Mark Ballard

‘Juxtapose’ a peppermint Santa in August

I learned a fancy word a long time ago I still enjoy using today. The word is juxtaposition. I know what you are thinking. It is such a big and important word. When I first heard it, that is precisely what I thought. I didn’t learn it in English class as you might assume. I learned it in, of all places, art class. That’s right. My art teacher used it in reference to one of my paintings during a critique. I remember being so impressed as I heard it gently escape from his mouth and travel to my ear. It is amazing the power a word can have. From that day on, I never forgot it.

I pretended to know its meaning right after my art teacher uttered it but, in reality, I had never even heard it before. For all I knew, it could be from a foreign language. It was most definitely foreign to me!

However, I knew it had to be an important word because it had such an air of class about it. As soon as I got home that evening, before I could even put away my art supplies, I looked it up in the dictionary.

I enlisted help from my mother as to its spelling. There it sat in black and white on the dictionary page. “To situate side-by-side or place together especially for comparison or contrast” it read. I closed my eyes and begged my brain to make a photocopy of it for future use. I decided right then and there it would become a new and eloquent word in my personal vocabulary.

To impress others, for days I went around my house and school just saying it to anyone and everyone who would listen.
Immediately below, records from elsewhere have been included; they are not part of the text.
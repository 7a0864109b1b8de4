//! Swag Labs login screen

use super::expect;
use super::object::{Click, PageObject};
use crate::driver::Locator;
use crate::error::{Result, UiError};
use regex::Regex;
use serde::Deserialize;

pub const TITLE_LOGO: &str = ".login_logo";
pub const USERS_CONTAINER: &str = r#"[data-test="login-credentials"]"#;
pub const USERS_HEADER: &str = "Accepted usernames";
pub const PASSWORDS_CONTAINER: &str = r#"[data-test="login-password"]"#;
pub const PASSWORDS_HEADER: &str = "Password for all users";
pub const INVENTORY_URL_PATTERN: &str = r".*/inventory\.html";

/// Selectors used on the login screen
#[derive(Debug, Clone, Deserialize)]
#[serde(rename_all = "camelCase")]
pub struct AuthSelectors {
    pub input_selectors: InputSelectors,
    pub button_selectors: ButtonSelectors,
    pub error_message_selectors: ErrorMessageSelectors,
}

#[derive(Debug, Clone, Deserialize)]
#[serde(rename_all = "camelCase")]
pub struct InputSelectors {
    pub username_input: String,
    pub password_input: String,
}

#[derive(Debug, Clone, Deserialize)]
#[serde(rename_all = "camelCase")]
pub struct ButtonSelectors {
    pub login_button: String,
}

#[derive(Debug, Clone, Deserialize)]
#[serde(rename_all = "camelCase")]
pub struct ErrorMessageSelectors {
    pub error_message: String,
}

pub struct AuthPage<'a> {
    page: &'a PageObject,
    base_url: String,
    selectors: AuthSelectors,
}

impl<'a> AuthPage<'a> {
    pub fn new(
        page: &'a PageObject,
        base_url: impl Into<String>,
        selectors: AuthSelectors,
    ) -> Self {
        Self {
            page,
            base_url: base_url.into(),
            selectors,
        }
    }

    pub fn page(&self) -> &PageObject {
        self.page
    }

    pub fn selectors(&self) -> &AuthSelectors {
        &self.selectors
    }

    pub async fn open(&self) -> Result<()> {
        log::info!("Opening the login page: {}", self.base_url);
        self.page.navigate_to(&self.base_url).await
    }

    /// Open the login page, type the credentials and press the Login button.
    pub async fn login(&self, username: &str, password: &str) -> Result<()> {
        self.open().await?;
        let inputs = &self.selectors.input_selectors;
        self.page
            .fill_and_confirm(&inputs.username_input, username, "")
            .await?;
        self.page
            .fill_and_confirm(&inputs.password_input, password, "")
            .await?;
        self.page
            .click_with_verification(
                "Login",
                &self.selectors.button_selectors.login_button,
                Click::Yes,
            )
            .await
    }

    pub async fn expect_error_message(&self, expected_text: &str) -> Result<()> {
        let error = Locator::new(&self.selectors.error_message_selectors.error_message);
        log::debug!("Checking the error text contains {:?}", expected_text);
        expect::expect_contains_text(
            self.page.driver(),
            &error,
            expected_text,
            self.page.config().timeout,
        )
        .await
    }

    pub async fn users_list(&self) -> Result<Vec<String>> {
        self.page
            .extract_delimited_list(USERS_CONTAINER, &[USERS_HEADER])
            .await
    }

    pub async fn passwords_list(&self) -> Result<Vec<String>> {
        self.page
            .extract_delimited_list(PASSWORDS_CONTAINER, &[PASSWORDS_HEADER])
            .await
    }

    pub async fn check_title_logo(&self, expected_title: &str) -> Result<()> {
        expect::expect_text(
            self.page.driver(),
            &Locator::new(TITLE_LOGO),
            expected_title,
            self.page.config().timeout,
        )
        .await
    }

    /// Wait for the browser to land on the inventory page
    pub async fn expect_inventory(&self) -> Result<()> {
        self.expect_url(INVENTORY_URL_PATTERN).await
    }

    pub async fn expect_url(&self, pattern: &str) -> Result<()> {
        let pattern = Regex::new(pattern)
            .map_err(|e| UiError::assertion(format!("invalid URL pattern {:?}: {}", pattern, e)))?;
        expect::expect_url(self.page.driver(), &pattern, self.page.config().timeout).await
    }
}
pub mod config;
pub mod driver;
pub mod error;
pub mod logging;
pub mod page;
pub mod suite;

//  Re-export commonly used items
pub use config::{Env, PageConfig};
pub use driver::{
    ChromeBrowser, ChromeSession, ConnectionMode, Driver, Locator, StyleOverride, TextFilter,
    WaitState,
};
pub use error::{Result, UiError};
pub use page::{AuthPage, BasePage, Click, PageObject, ProbeOutcome};
pub use suite::{
    build_suite, RunnerConfig, Scenario, ScenarioResult, ScenarioStatus, SessionFactory, Suite,
    SuiteReport, SuiteRunner,
};
use env_logger::Env as LogEnv;

/// Initialise the global logger.
///
/// `RUST_LOG` wins when set; otherwise `verbosity` picks the default level
/// (0 = info, 1 = debug, 2+ = trace). Calling this twice is harmless.
pub fn init(verbosity: u8) {
    let default_level = match verbosity {
        0 => "info",
        1 => "debug",
        _ => "trace",
    };

    let _ = env_logger::Builder::from_env(LogEnv::default().default_filter_or(default_level))
        .format_timestamp_millis()
        .try_init();
}
//! Suites, scenario data and the runner that executes them

pub mod auth;
pub mod data;
pub mod report;
pub mod runner;

use crate::config::Env;
use crate::error::{Result, UiError};

pub use report::{ScenarioResult, ScenarioStatus, SuiteReport};
pub use runner::{step, RunnerConfig, Scenario, SessionFactory, Suite, SuiteRunner};

/// Registered suites as (name, description)
pub const SUITES: &[(&str, &str)] = &[(auth::NAME, auth::DESCRIPTION)];

/// Build the suite registered under `name`
pub fn build_suite(name: &str, env: &Env) -> Result<Suite> {
    match name {
        auth::NAME => auth::build(env),
        other => Err(UiError::Config(format!(
            "Unknown test suite '{}' (available: {})",
            other,
            SUITES
                .iter()
                .map(|(name, _)| *name)
                .collect::<Vec<_>>()
                .join(", ")
        ))),
    }
}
“That is such a juxtaposition,” I would say, ending with a slight tilted self-assured nod of my head. Confused stares were the only things I got in return.

It was a word I heard quite often during my college days at the Atlanta College of Art. In fact, it became almost synonymous with our art critiques. Each of us students would timidly place our project on an easel at the front of the room and then stand there trembling as our professor studied it completely with the eyes of a hawk. As he began to speak, it was rare he didn’t use THE word somewhere in his judgment of our work. Because of that, I have always associated it with artwork in particular.

In the world of art, it usually means the artist has placed two things together that are very different or unlikely pairings.

Things that one would not normally assume would go together in order to create interest in the artwork.

One example comes to mind from a drawing I did in art school of paper bags in various states from completely flat to open and crumpled. In one of the drawings, I added a shiny pair of scissors. I guess I got my inspiration from the childhood game of rock-paper-scissors.

Wherever I got it, it worked for me with my professor. “Mark has used the pair of scissors in his drawing to create a juxtaposition!” he said with authority in his deep voice. “It causes the viewer to wonder why the scissors are there in the midst of all the paper bags.”

Last week, as I was frantically trying to create my new Santa design for the upcoming holiday season to meet a printing deadline, I couldn’t help but think of the word — juxtaposition.

Here I was in the middle of August and I was staring directly into Santa’s eyes up close and personal! It just didn’t seem right. Having Santa here with me in August was definitely a juxtaposition.

This year, I chose to incorporate peppermint candy into my design. It was an idea I had been thinking about for some time. So I decided to create a peppermint Santa this year. I carefully painted in every red and white stripe with the precision that’s required to render peppermint candy of all shapes and sizes.

As I painted in the quietness of my studio, I couldn’t help but hear the roar of the air conditioner as it desperately tried to cool down a structure that was most definitely feeling the affects of the almost 100 degree temperatures outside.

I looked directly into Santa’s eyes and wondered what he thought about being in such oppressive Georgia heat. I know he wasn’t used to it, but I was quite sure he was especially warm in his red woolen topcoat with his long flowing hair and thick beard. I wondered if I should paint a few sweat drops on his forehead like most of us have during the summer months or, at the very least, a slight glisten on his nose.

Then in my mind I went back to art school and wondered what my professor would have said upon seeing a sweating Santa. I couldn’t help but smile. I am sure he would say without any hesitation whatsoever, “Mark, I love the juxtaposition of how you placed your Santa in warm winter clothes on a hot summer day!”

As I finished the painting, without any added sweat or touches of glisten, I found myself right in the middle of another juxtaposition. I had placed my peppermint Santa in a month in which he clearly didn’t belong. Oh well, the way this year is flying by, it will be Christmas before we can say, “Ho Ho Ho!”